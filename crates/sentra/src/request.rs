use std::path::{Path, PathBuf};

use sentra_source::{ProductRecord, SourcePreference};

use crate::error::SessionError;

/// What a request wants from the provider.
#[derive(Debug, Clone, Copy, PartialEq, Eq, Default)]
pub enum PayloadKind {
    /// The full product archive.
    #[default]
    Archive,

    /// The small quicklook preview image.
    Preview,
}

/// One logical download request.
///
/// Immutable once built; a request owns no resources and lives only for
/// the duration of one [`crate::TransferSession::execute`] call. The file
/// it produces on disk outlives it.
#[derive(Debug, Clone)]
pub struct TransferRequest {
    product: ProductRecord,
    destination: PathBuf,
    payload: PayloadKind,
    preference: SourcePreference,
    chunk_size: Option<usize>,
}

impl TransferRequest {
    /// Request `product`'s archive into the existing directory
    /// `destination`.
    pub fn new(product: ProductRecord, destination: impl Into<PathBuf>) -> Self {
        Self {
            product,
            destination: destination.into(),
            payload: PayloadKind::default(),
            preference: SourcePreference::default(),
            chunk_size: None,
        }
    }

    #[must_use]
    pub fn payload_kind(mut self, payload: PayloadKind) -> Self {
        self.payload = payload;
        self
    }

    #[must_use]
    pub fn preference(mut self, preference: SourcePreference) -> Self {
        self.preference = preference;
        self
    }

    /// Override the write chunk size for this request.
    #[must_use]
    pub fn chunk_size(mut self, chunk_size: usize) -> Self {
        self.chunk_size = Some(chunk_size.max(1));
        self
    }

    pub fn product(&self) -> &ProductRecord {
        &self.product
    }

    pub fn destination(&self) -> &Path {
        &self.destination
    }

    pub fn payload(&self) -> PayloadKind {
        self.payload
    }

    pub fn source_preference(&self) -> SourcePreference {
        self.preference
    }

    pub fn chunk_override(&self) -> Option<usize> {
        self.chunk_size
    }

    /// Where the payload lands. The product name is embedded in the file
    /// name, so concurrent sessions for different products never collide.
    pub fn target_path(&self) -> PathBuf {
        match self.payload {
            PayloadKind::Archive => self.destination.join(format!("{}.zip", self.product.name)),
            PayloadKind::Preview => self
                .destination
                .join(format!("{}_TCI.jp2", self.product.name)),
        }
    }

    /// The invariants a request must satisfy before any work starts.
    pub(crate) fn check(&self) -> Result<(), SessionError> {
        if self.product.name.is_empty() {
            return Err(SessionError::EmptyProductName);
        }
        if !self.destination.is_dir() {
            return Err(SessionError::DestinationMissing(self.destination.clone()));
        }
        Ok(())
    }
}
use serde::Deserialize;

use sentra_fetch::{AuthScheme, Credentials};

use crate::asf::AsfEndpoint;
use crate::error::SourceError;
use crate::esa::EsaEndpoint;
use crate::product::ProductRecord;

/// Which provider family an endpoint belongs to.
#[derive(Debug, Clone, Copy, PartialEq, Eq, Deserialize)]
#[serde(rename_all = "snake_case")]
pub enum ProviderKind {
    EsaCatalog,
    AsfArchive,
}

/// A configured provider, one variant per family.
///
/// Each variant owns its URL template and its authentication scheme.
/// Endpoints are constructed once per session from injected credentials;
/// there is no process-wide client state.
#[derive(Debug, Clone)]
pub enum ProviderEndpoint {
    EsaCatalog(EsaEndpoint),
    AsfArchive(AsfEndpoint),
}

impl ProviderEndpoint {
    pub fn kind(&self) -> ProviderKind {
        match self {
            ProviderEndpoint::EsaCatalog(_) => ProviderKind::EsaCatalog,
            ProviderEndpoint::AsfArchive(_) => ProviderKind::AsfArchive,
        }
    }

    /// Short label for log lines.
    pub fn name(&self) -> &'static str {
        match self {
            ProviderEndpoint::EsaCatalog(_) => "ESA catalog",
            ProviderEndpoint::AsfArchive(_) => "ASF archive",
        }
    }

    /// Build the full-product download URL for a record.
    pub fn download_url(&self, record: &ProductRecord) -> Result<String, SourceError> {
        match self {
            ProviderEndpoint::EsaCatalog(esa) => esa.product_url(record),
            ProviderEndpoint::AsfArchive(asf) => asf.product_url(record),
        }
    }

    /// Build the preview download URL for a record.
    ///
    /// Only the ESA catalog serves quicklooks; requesting one from the
    /// archive provider is a routing mistake, not a transport failure.
    pub fn preview_url(&self, record: &ProductRecord) -> Result<String, SourceError> {
        match self {
            ProviderEndpoint::EsaCatalog(esa) => esa.quicklook_url(record),
            ProviderEndpoint::AsfArchive(_) => Err(SourceError::UnsupportedProductType(
                "preview downloads are only available from the ESA catalog".to_string(),
            )),
        }
    }

    pub fn auth_scheme(&self) -> AuthScheme {
        match self {
            ProviderEndpoint::EsaCatalog(_) => AuthScheme::Basic,
            ProviderEndpoint::AsfArchive(_) => AuthScheme::SignedRedirect,
        }
    }

    pub fn credentials(&self) -> &Credentials {
        match self {
            ProviderEndpoint::EsaCatalog(esa) => esa.credentials(),
            ProviderEndpoint::AsfArchive(asf) => asf.credentials(),
        }
    }
}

----------

### Required work
The full set of entries, copied exactly, is the expected answer.

### Answer to this problem
filename crates/sentra/src/request.rs
use std::path::{Path, PathBuf};

use sentra_source::{ProductRecord, SourcePreference};

use crate::error::SessionError;

/// What a request wants from the provider.
#[derive(Debug, Clone, Copy, PartialEq, Eq, Default)]
pub enum PayloadKind {
    /// The full product archive.
    #[default]
    Archive,

    /// The small quicklook preview image.
    Preview,
}

/// One logical download request.
///
/// Immutable once built; a request owns no resources and lives only for
/// the duration of one [`crate::TransferSession::execute`] call. The file
/// it produces on disk outlives it.
#[derive(Debug, Clone)]
pub struct TransferRequest {
    product: ProductRecord,
    destination: PathBuf,
    payload: PayloadKind,
    preference: SourcePreference,
    chunk_size: Option<usize>,
}

impl TransferRequest {
    /// Request `product`'s archive into the existing directory
    /// `destination`.
    pub fn new(product: ProductRecord, destination: impl Into<PathBuf>) -> Self {
        Self {
            product,
            destination: destination.into(),
            payload: PayloadKind::default(),
            preference: SourcePreference::default(),
            chunk_size: None,
        }
    }

    #[must_use]
    pub fn payload_kind(mut self, payload: PayloadKind) -> Self {
        self.payload = payload;
        self
    }

    #[must_use]
    pub fn preference(mut self, preference: SourcePreference) -> Self {
        self.preference = preference;
        self
    }

    /// Override the write chunk size for this request.
    #[must_use]
    pub fn chunk_size(mut self, chunk_size: usize) -> Self {
        self.chunk_size = Some(chunk_size.max(1));
        self
    }

    pub fn product(&self) -> &ProductRecord {
        &self.product
    }

    pub fn destination(&self) -> &Path {
        &self.destination
    }

    pub fn payload(&self) -> PayloadKind {
        self.payload
    }

    pub fn source_preference(&self) -> SourcePreference {
        self.preference
    }

    pub fn chunk_override(&self) -> Option<usize> {
        self.chunk_size
    }

    /// Where the payload lands. The product name is embedded in the file
    /// name, so concurrent sessions for different products never collide.
    pub fn target_path(&self) -> PathBuf {
        match self.payload {
            PayloadKind::Archive => self.destination.join(format!("{}.zip", self.product.name)),
            PayloadKind::Preview => self
                .destination
                .join(format!("{}_TCI.jp2", self.product.name)),
        }
    }

    /// The invariants a request must satisfy before any work starts.
    pub(crate) fn check(&self) -> Result<(), SessionError> {
        if self.product.name.is_empty() {
            return Err(SessionError::EmptyProductName);
        }
        if !self.destination.is_dir() {
            return Err(SessionError::DestinationMissing(self.destination.clone()));
        }
        Ok(())
    }
}
use serde::Deserialize;

use sentra_fetch::{AuthScheme, Credentials};

use crate::asf::AsfEndpoint;
use crate::error::SourceError;
use crate::esa::EsaEndpoint;
use crate::product::ProductRecord;

/// Which provider family an endpoint belongs to.
#[derive(Debug, Clone, Copy, PartialEq, Eq, Deserialize)]
#[serde(rename_all = "snake_case")]
pub enum ProviderKind {
    EsaCatalog,
    AsfArchive,
}

/// A configured provider, one variant per family.
///
/// Each variant owns its URL template and its authentication scheme.
/// Endpoints are constructed once per session from injected credentials;
/// there is no process-wide client state.
#[derive(Debug, Clone)]
pub enum ProviderEndpoint {
    EsaCatalog(EsaEndpoint),
    AsfArchive(AsfEndpoint),
}

impl ProviderEndpoint {
    pub fn kind(&self) -> ProviderKind {
        match self {
            ProviderEndpoint::EsaCatalog(_) => ProviderKind::EsaCatalog,
            ProviderEndpoint::AsfArchive(_) => ProviderKind::AsfArchive,
        }
    }

    /// Short label for log lines.
    pub fn name(&self) -> &'static str {
        match self {
            ProviderEndpoint::EsaCatalog(_) => "ESA catalog",
            ProviderEndpoint::AsfArchive(_) => "ASF archive",
        }
    }

    /// Build the full-product download URL for a record.
    pub fn download_url(&self, record: &ProductRecord) -> Result<String, SourceError> {
        match self {
            ProviderEndpoint::EsaCatalog(esa) => esa.product_url(record),
            ProviderEndpoint::AsfArchive(asf) => asf.product_url(record),
        }
    }

    /// Build the preview download URL for a record.
    ///
    /// Only the ESA catalog serves quicklooks; requesting one from the
    /// archive provider is a routing mistake, not a transport failure.
    pub fn preview_url(&self, record: &ProductRecord) -> Result<String, SourceError> {
        match self {
            ProviderEndpoint::EsaCatalog(esa) => esa.quicklook_url(record),
            ProviderEndpoint::AsfArchive(_) => Err(SourceError::UnsupportedProductType(
                "preview downloads are only available from the ESA catalog".to_string(),
            )),
        }
    }

    pub fn auth_scheme(&self) -> AuthScheme {
        match self {
            ProviderEndpoint::EsaCatalog(_) => AuthScheme::Basic,
            ProviderEndpoint::AsfArchive(_) => AuthScheme::SignedRedirect,
        }
    }

    pub fn credentials(&self) -> &Credentials {
        match self {
            ProviderEndpoint::EsaCatalog(esa) => esa.credentials(),
            ProviderEndpoint::AsfArchive(asf) => asf.credentials(),
        }
    }
}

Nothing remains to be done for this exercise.